Ladybug swallowed loudly. "Wh-what's that?" she stammered.
"I am going to kiss you, if that's alright," he replied casually, and Ladybug swore her heart stopped. "Then I am going to activate Second Chance so I can keep kissing you until I'm physically incapable of it."
"We… we shouldn't be using our miraculouses for p-personal reasons." Ladybug forced the words out, desperate to try to behave as a professional hero should, despite that that sounded like the absolutely most incredible idea.
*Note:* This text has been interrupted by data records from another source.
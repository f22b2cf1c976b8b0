//! Validation scenarios for the vertex fitter.

use serde::{Deserialize, Serialize};

/// Scenario identifiers
#[derive(Debug, Clone, Copy, PartialEq, Eq, Serialize, Deserialize)]
pub enum ScenarioId {
    /// VAL-001: prompt charged tracks from a beam-spot vertex, unconstrained
    Primary,

    /// VAL-002: prompt tracks fitted with the beam spot as vertex constraint
    BeamSpot,

    /// VAL-003: displaced K0s -> pi+ pi- with mass-constrained refit
    DisplacedV0,

    /// VAL-004: charged tracks plus one neutral line from the same vertex
    WithNeutral,

    // ═══════════════════════════════════════════════════
    // STRESS SCENARIOS
    // ═══════════════════════════════════════════════════
    /// VAL-005: nearly collinear stiff pairs, exercises regularization
    Collinear,
}

impl ScenarioId {
    /// Returns a list of all scenarios.
    pub fn all() -> Vec<ScenarioId> {
        vec![
            ScenarioId::Primary,
            ScenarioId::BeamSpot,
            ScenarioId::DisplacedV0,
            ScenarioId::WithNeutral,
            ScenarioId::Collinear,
        ]
    }

    /// Scenarios judged on pull statistics.
    pub fn standard() -> Vec<ScenarioId> {
        Self::all().into_iter().filter(|s| !s.is_stress()).collect()
    }

    pub fn name(&self) -> &'static str {
        match self {
            ScenarioId::Primary => "primary",
            ScenarioId::BeamSpot => "beam_spot",
            ScenarioId::DisplacedV0 => "displaced_v0",
            ScenarioId::WithNeutral => "with_neutral",
            ScenarioId::Collinear => "collinear",
        }
    }

    pub fn description(&self) -> &'static str {
        match self {
            ScenarioId::Primary => "Prompt charged tracks, unconstrained fit, unit pulls",
            ScenarioId::BeamSpot => "Prompt charged tracks with beam-spot constraint, ndof = 2N",
            ScenarioId::DisplacedV0 => "K0s decays at 2-40 cm, start-radius hint and K0 mass constraint",
            ScenarioId::WithNeutral => "Charged tracks plus a neutral line sharing the vertex",
            ScenarioId::Collinear => "Nearly parallel stiff pairs, fit must survive without NaN",
        }
    }

    /// Stress scenarios only check that every fit returns finite results.
    pub fn is_stress(&self) -> bool {
        matches!(self, ScenarioId::Collinear)
    }
}

impl std::fmt::Display for ScenarioId {
    fn fmt(&self, f: &mut std::fmt::Formatter<'_>) -> std::fmt::Result {
        write!(f, "{}", self.name())
    }
}

impl std::str::FromStr for ScenarioId {
    type Err = String;

    fn from_str(s: &str) -> Result<Self, Self::Err> {
        match s.to_lowercase().as_str() {
            "primary" | "val-001" => Ok(ScenarioId::Primary),
            "beam_spot" | "beamspot" | "val-002" => Ok(ScenarioId::BeamSpot),
            "displaced_v0" | "v0" | "k0s" | "val-003" => Ok(ScenarioId::DisplacedV0),
            "with_neutral" | "neutral" | "val-004" => Ok(ScenarioId::WithNeutral),
            "collinear" | "val-005" => Ok(ScenarioId::Collinear),
            _ => Err(format!("Unknown scenario: {}", s)),
        }
    }
}

#[cfg(test)]
mod tests {
    use super::*;

    #[test]
    fn test_names_parse_back() {
        for s in ScenarioId::all() {
            assert_eq!(s.name().parse::<ScenarioId>(), Ok(s));
        }
        assert_eq!("K0S".parse::<ScenarioId>(), Ok(ScenarioId::DisplacedV0));
        assert!("split_brain".parse::<ScenarioId>().is_err());
    }

    #[test]
    fn test_standard_excludes_stress() {
        assert_eq!(ScenarioId::standard().len(), 4);
        assert!(!ScenarioId::standard().contains(&ScenarioId::Collinear));
    }
}
//! JSON exporter for per-event fit records.
//!
//! Writes every fitted event of a run next to its truth, for offline pull
//! plots.

use nalgebra::Vector3;
use serde::{Deserialize, Serialize};
use std::fs::File;
use std::io::Write;
use trackcov_core::ValidationReport;

/// A position as plain coordinates.
#[derive(Debug, Clone, Copy, Serialize, Deserialize)]
pub struct Point {
    pub x: f64,
    pub y: f64,
    pub z: f64,
}

impl From<Vector3<f64>> for Point {
    fn from(v: Vector3<f64>) -> Self {
        Self { x: v.x, y: v.y, z: v.z }
    }
}

/// One fitted event.
#[derive(Debug, Clone, Serialize, Deserialize)]
pub struct EventRecord {
    pub index: usize,
    pub true_vertex: Point,
    pub tracks: usize,

    /// `None` when the fit returned an error
    #[serde(skip_serializing_if = "Option::is_none")]
    pub fitted_vertex: Option<Point>,

    /// Diagonal vertex errors (m)
    #[serde(skip_serializing_if = "Option::is_none")]
    pub vertex_sigma: Option<Point>,

    pub chi_square: f64,
    pub ndof: usize,
    pub converged: bool,
    pub iterations: usize,

    /// Mass after the constrained refit, when one was applied
    #[serde(skip_serializing_if = "Option::is_none")]
    pub constrained_mass: Option<f64>,
}

/// Complete run export.
#[derive(Debug, Clone, Serialize, Deserialize)]
pub struct SimExport {
    pub scenario: String,
    pub seed: u64,
    pub events: Vec<EventRecord>,
    pub passed: bool,

    #[serde(skip_serializing_if = "Option::is_none")]
    pub report: Option<ValidationReport>,
}

impl SimExport {
    pub fn new(scenario: &str, seed: u64) -> Self {
        Self {
            scenario: scenario.to_string(),
            seed,
            events: Vec::new(),
            passed: false,
            report: None,
        }
    }

    pub fn add_event(&mut self, event: EventRecord) {
        self.events.push(event);
    }

    pub fn finalize(&mut self, passed: bool, report: ValidationReport) {
        self.passed = passed;
        self.report = Some(report);
    }

    /// Writes to a JSON file.
    pub fn write_to_file(&self, path: &str) -> std::io::Result<()> {
        let json = serde_json::to_string_pretty(self)?;
        let mut file = File::create(path)?;
        file.write_all(json.as_bytes())?;
        Ok(())
    }
}

#[cfg(test)]
mod tests {
    use super::*;

    #[test]
    fn test_export_serializes_events() {
        let mut export = SimExport::new("primary", 42);
        export.add_event(EventRecord {
            index: 0,
            true_vertex: Vector3::new(1e-5, 0.0, 2e-3).into(),
            tracks: 4,
            fitted_vertex: None,
            vertex_sigma: None,
            chi_square: 0.0,
            ndof: 0,
            converged: false,
            iterations: 0,
            constrained_mass: None,
        });
        let json = serde_json::to_string(&export).unwrap();
        assert!(json.contains("\"scenario\":\"primary\""));
        assert!(!json.contains("fitted_vertex"));

        let back: SimExport = serde_json::from_str(&json).unwrap();
        assert_eq!(back.events.len(), 1);
        assert_eq!(back.seed, 42);
    }
}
But she was the Guardian; she should at least pretend to be responsible.
"Ah, about that." Aspik smirked. It was adorable, the way she was trying to stubbornly insist on following the rules, as if they hadn't already been using their miraculouses for personal reasons all day. He raised one gloved hand and wiggled his fingers, the camouflaged silver ring glinting in the moonlight. "I'm not using my miraculous, though, am I, Milady? I'm just borrowing this one."
"But— but I won't remember, and you will. How's that fair?"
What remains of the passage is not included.